For a long time, scholars of the pseudepigrapha have been flummoxed by the problem of older works and younger manuscripts, and by the related issue of purportedly “Jewish” works in Christian transmission. Most, and here I include much of my own work, acknowledge the problem and then try and to complete our original task—the pursuit of that very ‘older’ ‘Jewish’ work. What Professor Lied has done, however, is changed course. She acknowledges that we might not be able to answer the questions we first posed because our evidence might not support it. There is great humility modeled in Professor Lied’s work, acknowledging the limitations of our evidence, and even more broadly in acknowledging the limitations of our modern minds (however trained or clever) when greeted with the partial, fragmented, and chaotic material evidence with which we reconstruct the ancient world. It cannot always be ‘mind over matter,’ Professor Lied chastens us. More often we must let the matter guide our minds. This reorientation of the scholarly quest fundamental to New Philological or Material Philological scholarship is undertaken in a clear and profitable manner in this book.
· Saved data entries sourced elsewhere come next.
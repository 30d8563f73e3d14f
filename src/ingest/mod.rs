//! # Ingestion Path
//!
//! The single writer of the history buffer and the CSV log.
//!
//! One line in, at most one sample out: pre-filter, decode, schema check,
//! timestamp, append, persist. Malformed or incomplete lines are absorbed
//! here and never surface as errors; they are equivalent to "no new data
//! this tick".

use crate::error::Result;
use crate::frame::decoder::decode_line;
use crate::frame::protocol::{Schema, TelemetrySample};
use crate::history::HistoryBuffer;
use crate::telemetry::{log, CsvLog};
use chrono::{Local, NaiveDateTime};
use std::path::Path;
use tracing::{debug, info, warn};

/// Owns the history buffer and the optional CSV log.
///
/// Single producer: all mutation of both stores goes through
/// [`Ingestor::ingest_line`]. Readers borrow the history via
/// [`Ingestor::history`].
#[derive(Debug)]
pub struct Ingestor {
    schema: Schema,
    history: HistoryBuffer,
    log: Option<CsvLog>,
    accepted: u64,
    rejected: u64,
}

impl Ingestor {
    /// Create an ingestor with no persistence
    ///
    /// # Arguments
    ///
    /// * `schema` - Active message schema for this session
    /// * `capacity` - History buffer capacity
    pub fn new(schema: Schema, capacity: usize) -> Self {
        Self {
            schema,
            history: HistoryBuffer::with_capacity(capacity),
            log: None,
            accepted: 0,
            rejected: 0,
        }
    }

    /// Create an ingestor backed by a CSV log, seeding history from it
    ///
    /// Existing rows are loaded oldest-first and trimmed to `capacity`,
    /// so a restart resumes with the same live window the previous session
    /// ended with.
    ///
    /// # Errors
    ///
    /// Returns error if the log file cannot be read or created.
    pub fn with_log<P: AsRef<Path>>(
        schema: Schema,
        capacity: usize,
        path: P,
    ) -> Result<Self> {
        let mut ingestor = Self::new(schema, capacity);

        let existing = log::load(&path, schema)?;
        if !existing.is_empty() {
            info!(
                "Loaded {} samples from {}",
                existing.len(),
                path.as_ref().display()
            );
        }
        ingestor.history.preload(existing);
        ingestor.log = Some(CsvLog::open(path, schema)?);

        Ok(ingestor)
    }

    /// Ingest one raw line, stamping it with the current local time
    ///
    /// # Returns
    ///
    /// * `Option<TelemetrySample>` - The accepted sample, or `None` if the
    ///   line was rejected or incomplete
    pub fn ingest_line(&mut self, line: &str) -> Option<TelemetrySample> {
        self.ingest_line_at(line, Local::now().naive_local())
    }

    /// Ingest one raw line with an explicit timestamp
    ///
    /// Split out from [`Ingestor::ingest_line`] so the clock is injectable.
    ///
    /// Persistence failures are reported and swallowed: the sample is
    /// already in the history, and losing one log row must not stop the
    /// capture loop.
    pub fn ingest_line_at(
        &mut self,
        line: &str,
        timestamp: NaiveDateTime,
    ) -> Option<TelemetrySample> {
        let fields = decode_line(line);

        let sample = match TelemetrySample::from_fields(&fields, self.schema, timestamp) {
            Some(sample) => sample,
            None => {
                self.rejected += 1;
                debug!("Rejected line: {:?}", line);
                return None;
            }
        };

        self.history.append(sample);
        self.accepted += 1;

        if let Some(log) = &mut self.log {
            if let Err(e) = log.append(&sample) {
                warn!("Failed to persist sample: {}", e);
            }
        }

        Some(sample)
    }

    /// Read-only view of the history buffer
    pub fn history(&self) -> &HistoryBuffer {
        &self.history
    }

    /// Active schema
    pub fn schema(&self) -> Schema {
        self.schema
    }

    /// Samples accepted since construction (preloaded rows not counted)
    pub fn accepted(&self) -> u64 {
        self.accepted
    }

    /// Lines rejected since construction
    pub fn rejected(&self) -> u64 {
        self.rejected
    }
}
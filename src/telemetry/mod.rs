//! # Telemetry Persistence Module
//!
//! Durable append-only CSV log of accepted samples.
//!
//! This module handles:
//! - Formatting samples as CSV rows (basic or extended schema)
//! - Appending rows to the log file
//! - Loading an existing log back into memory at startup

pub mod log;

pub use log::CsvLog;
//! # Serial Communication Module
//!
//! Handles serial communication with the sensor node's radio receiver.
//!
//! This module handles:
//! - Opening the serial port at 115,200 baud (8N1)
//! - Auto-detecting the receiver on common device paths
//! - Splitting the byte stream into telemetry lines

pub mod line_reader;

pub use line_reader::LineReader;

use crate::error::{Result, TelemetryError};
use tokio_serial::SerialPortBuilderExt;
use tracing::{debug, info, warn};

/// Default baud rate of the receiver's USB serial bridge
pub const DEFAULT_BAUD_RATE: u32 = 115_200;

/// Default device paths to try (in order of preference)
const DEFAULT_DEVICE_PATHS: &[&str] = &[
    "/dev/ttyUSB0", // USB-to-serial adapters (most common for the receiver)
    "/dev/ttyACM0", // USB CDC devices
];

/// Sensor Node Serial Port Handler
///
/// Manages the connection to the telemetry receiver via USB serial.
pub struct SensorSerial {
    /// Serial port handle
    port: tokio_serial::SerialStream,
    /// Device path (e.g., /dev/ttyUSB0)
    device_path: String,
}

impl std::fmt::Debug for SensorSerial {
    fn fmt(&self, f: &mut std::fmt::Formatter<'_>) -> std::fmt::Result {
        f.debug_struct("SensorSerial")
            .field("device_path", &self.device_path)
            .finish_non_exhaustive()
    }
}

impl SensorSerial {
    /// Open a connection to the receiver
    ///
    /// Auto-detects the device by trying common paths at the default baud.
    ///
    /// # Errors
    ///
    /// Returns error if no receiver is found or the connection fails
    pub fn open() -> Result<Self> {
        Self::open_with_paths(DEFAULT_DEVICE_PATHS, DEFAULT_BAUD_RATE)
    }

    /// Open a connection trying custom device paths
    ///
    /// # Arguments
    ///
    /// * `paths` - Device paths to try (e.g., &["/dev/ttyUSB0"])
    /// * `baud_rate` - Serial baud rate
    ///
    /// # Returns
    ///
    /// * `Result<SensorSerial>` - Connected serial port or error
    pub fn open_with_paths(paths: &[&str], baud_rate: u32) -> Result<Self> {
        for path in paths {
            debug!("Trying to open serial port: {}", path);

            match Self::open_port(path, baud_rate) {
                Ok(port) => {
                    info!("Successfully opened receiver at {}", path);
                    return Ok(Self {
                        port,
                        device_path: path.to_string(),
                    });
                }
                Err(e) => {
                    warn!("Failed to open {}: {}", path, e);
                    continue;
                }
            }
        }

        Err(TelemetryError::SerialPortNotFound(paths.join(", ")))
    }

    /// Open a specific serial port with 8N1 settings
    fn open_port(path: &str, baud_rate: u32) -> Result<tokio_serial::SerialStream> {
        let port = tokio_serial::new(path, baud_rate)
            .data_bits(tokio_serial::DataBits::Eight)
            .parity(tokio_serial::Parity::None)
            .stop_bits(tokio_serial::StopBits::One)
            .flow_control(tokio_serial::FlowControl::None)
            .open_native_async()
            .map_err(|e| TelemetryError::Serial(format!("Failed to open {}: {}", path, e)))?;

        Ok(port)
    }

    /// Get the device path of the opened serial port
    pub fn device_path(&self) -> &str {
        &self.device_path
    }

    /// Consume the port and wrap it in a telemetry line reader
    pub fn into_line_reader(self) -> LineReader<tokio_serial::SerialStream> {
        LineReader::new(self.port)
    }
}

#[cfg(test)]
mod tests {
    use super::*;

    #[test]
    fn test_constants() {
        assert_eq!(DEFAULT_BAUD_RATE, 115_200);
        assert_eq!(DEFAULT_DEVICE_PATHS.len(), 2);
        assert_eq!(DEFAULT_DEVICE_PATHS[0], "/dev/ttyUSB0");
        assert_eq!(DEFAULT_DEVICE_PATHS[1], "/dev/ttyACM0");
    }

    #[test]
    fn test_open_with_invalid_paths_returns_error() {
        let invalid_paths = &["/dev/nonexistent0", "/dev/nonexistent1"];
        let result = SensorSerial::open_with_paths(invalid_paths, DEFAULT_BAUD_RATE);

        assert!(result.is_err());
        match result.unwrap_err() {
            TelemetryError::SerialPortNotFound(msg) => {
                assert!(msg.contains("/dev/nonexistent0"));
                assert!(msg.contains("/dev/nonexistent1"));
            }
            other => panic!("Expected SerialPortNotFound error, got: {:?}", other),
        }
    }

    #[test]
    fn test_open_with_empty_paths_returns_error() {
        let empty_paths: &[&str] = &[];
        let result = SensorSerial::open_with_paths(empty_paths, DEFAULT_BAUD_RATE);

        assert!(result.is_err());
        match result.unwrap_err() {
            TelemetryError::SerialPortNotFound(_) => {}
            other => panic!("Expected SerialPortNotFound, got: {:?}", other),
        }
    }

    #[test]
    fn test_open_port_with_invalid_path_returns_error() {
        let result = SensorSerial::open_port("/dev/nonexistent_serial_device_12345", 115_200);

        assert!(result.is_err());
        match result.unwrap_err() {
            TelemetryError::Serial(msg) => {
                assert!(msg.contains("/dev/nonexistent_serial_device_12345"));
                assert!(msg.contains("Failed to open"));
            }
            other => panic!("Expected Serial error, got: {:?}", other),
        }
    }

    // Integration test - only runs if the receiver is connected
    // Skipped in CI/CD environments
    #[test]
    #[ignore] // Run with: cargo test -- --ignored
    fn test_open_with_real_hardware() {
        let result = SensorSerial::open();

        if let Ok(serial) = result {
            println!("Successfully opened receiver at: {}", serial.device_path());

            let path = serial.device_path();
            assert!(
                path == "/dev/ttyUSB0" || path == "/dev/ttyACM0",
                "Unexpected device path: {}",
                path
            );
        } else {
            println!("No receiver detected (this is OK for CI/CD)");
        }
    }
}
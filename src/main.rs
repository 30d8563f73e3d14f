//! # Solar Telemetry
//!
//! Capture and log live telemetry from a solar-powered sensor node.
//!
//! This application reads newline-terminated telemetry lines from the
//! receiver's serial port, decodes them, keeps a bounded in-memory history
//! and appends each accepted sample to a CSV log.

use anyhow::Result;
use tracing::{debug, info, warn};
use tracing_subscriber;

use solar_telemetry::config::Config;
use solar_telemetry::ingest::Ingestor;
use solar_telemetry::serial::SensorSerial;

/// Default configuration file location
const DEFAULT_CONFIG_PATH: &str = "config/default.toml";

/// Number of accepted samples between status log messages
const LOG_INTERVAL_SAMPLES: u64 = 100;

/// Main entry point for the Solar Telemetry application
///
/// # Control Flow
///
/// 1. **Initialization**
///    - Set up logging with tracing subscriber
///    - Load configuration (first CLI argument, or `config/default.toml`)
///    - Open the receiver's serial port
///    - Seed the history buffer from the existing CSV log
///
/// 2. **Main Loop**
///    - Read and ingest exactly one line per iteration
///    - Log each accepted sample at debug, a status line every 100 samples
///    - Handle Ctrl+C for graceful shutdown
///
/// 3. **Graceful Shutdown**
///    - Log total accepted and rejected counts
///    - Clean exit
///
/// # Errors
///
/// Returns error if:
/// - Configuration is invalid
/// - Serial port cannot be opened (no receiver found)
/// - The CSV log cannot be created or read
#[tokio::main]
async fn main() -> Result<()> {
    // Initialize logging
    tracing_subscriber::fmt()
        .with_env_filter(
            tracing_subscriber::EnvFilter::from_default_env()
                .add_directive(tracing::Level::INFO.into())
        )
        .init();

    info!("Solar Telemetry v{} starting...", env!("CARGO_PKG_VERSION"));

    let config_path = std::env::args()
        .nth(1)
        .unwrap_or_else(|| DEFAULT_CONFIG_PATH.to_string());
    let config = Config::load_or_default(&config_path)?;
    let schema = config.schema();
    info!("Using {:?} schema, history capacity {}", schema, config.history.capacity);

    let mut ingestor = if config.log.enabled {
        info!("Logging samples to {}", config.log.path);
        Ingestor::with_log(schema, config.history.capacity, &config.log.path)?
    } else {
        Ingestor::new(schema, config.history.capacity)
    };

    // Open the receiver's serial port
    let device_paths: Vec<&str> = config.serial.device_paths.iter().map(String::as_str).collect();
    let serial = SensorSerial::open_with_paths(&device_paths, config.serial.baud_rate)?;
    info!("Receiver serial port opened at: {}", serial.device_path());
    let mut lines = serial.into_line_reader();

    info!("Starting telemetry capture loop");
    info!("Press Ctrl+C to exit");

    let mut last_log_count: u64 = 0;

    // Main capture loop: one line per iteration
    loop {
        tokio::select! {
            line = lines.next_line() => {
                let line = match line {
                    Ok(Some(line)) => line,
                    Ok(None) => {
                        warn!("Serial stream ended");
                        break;
                    }
                    Err(e) => {
                        warn!("Serial read failed: {}", e);
                        continue;
                    }
                };

                if let Some(sample) = ingestor.ingest_line(&line) {
                    debug!(
                        "Battery={}V Solar={}V Ultrasonic={:?} RSSI={:?}",
                        sample.battery_voltage,
                        sample.solar_voltage,
                        sample.ultrasonic_range,
                        sample.rssi
                    );

                    let accepted = ingestor.accepted();
                    if accepted - last_log_count >= LOG_INTERVAL_SAMPLES {
                        info!(
                            "Accepted {} samples ({} rejected, history {}/{})",
                            accepted,
                            ingestor.rejected(),
                            ingestor.history().len(),
                            ingestor.history().capacity()
                        );
                        last_log_count = accepted;
                    }
                }
            }

            // Handle Ctrl+C for graceful shutdown
            _ = tokio::signal::ctrl_c() => {
                info!("Received Ctrl+C, shutting down...");
                break;
            }
        }
    }

    info!(
        "Total samples accepted: {} ({} lines rejected)",
        ingestor.accepted(),
        ingestor.rejected()
    );

    Ok(())
}
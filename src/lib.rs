//! # Solar Telemetry Library
//!
//! Capture and log live telemetry from a solar-powered sensor node over serial.
//!
//! This library provides the core functionality for decoding tagged ASCII
//! telemetry lines (battery voltage, solar voltage, ultrasonic range, RSSI),
//! keeping a bounded in-memory history, and appending accepted samples to a
//! CSV log.

pub mod config;
pub mod error;
pub mod frame;
pub mod history;
pub mod ingest;
pub mod serial;
pub mod telemetry;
This intervention has the potential to reshape scholarship not only on 2 Baruch, but on all of the pseudepigrapha that belong to that category of ‘older-Jewish-works in younger-Christian-manuscripts.” New directions in research can be charted out for 1 Enoch (the apple of my eye),[1] Jubilees (as has been explored by Matthew Monger, among others),[2] 4 Ezra, the Apocalypse of Abraham, and more. Granular explorations of lines, words, and themes of these works in hypothetical and undocumented Jewish and/or early contexts may prove to have exceeded the boundaries of what is truly knowable and recoverable. It may be the task of scholars now to revisit previous scholarship and think carefully about where, and whether, we might have crossed the line from grounded historical hypothesis into less-grounded speculation. I suspect it will be rather earlier than previously thought. In what follows, I will outline some of the boundary lines shifted by Lied’s groundbreaking work.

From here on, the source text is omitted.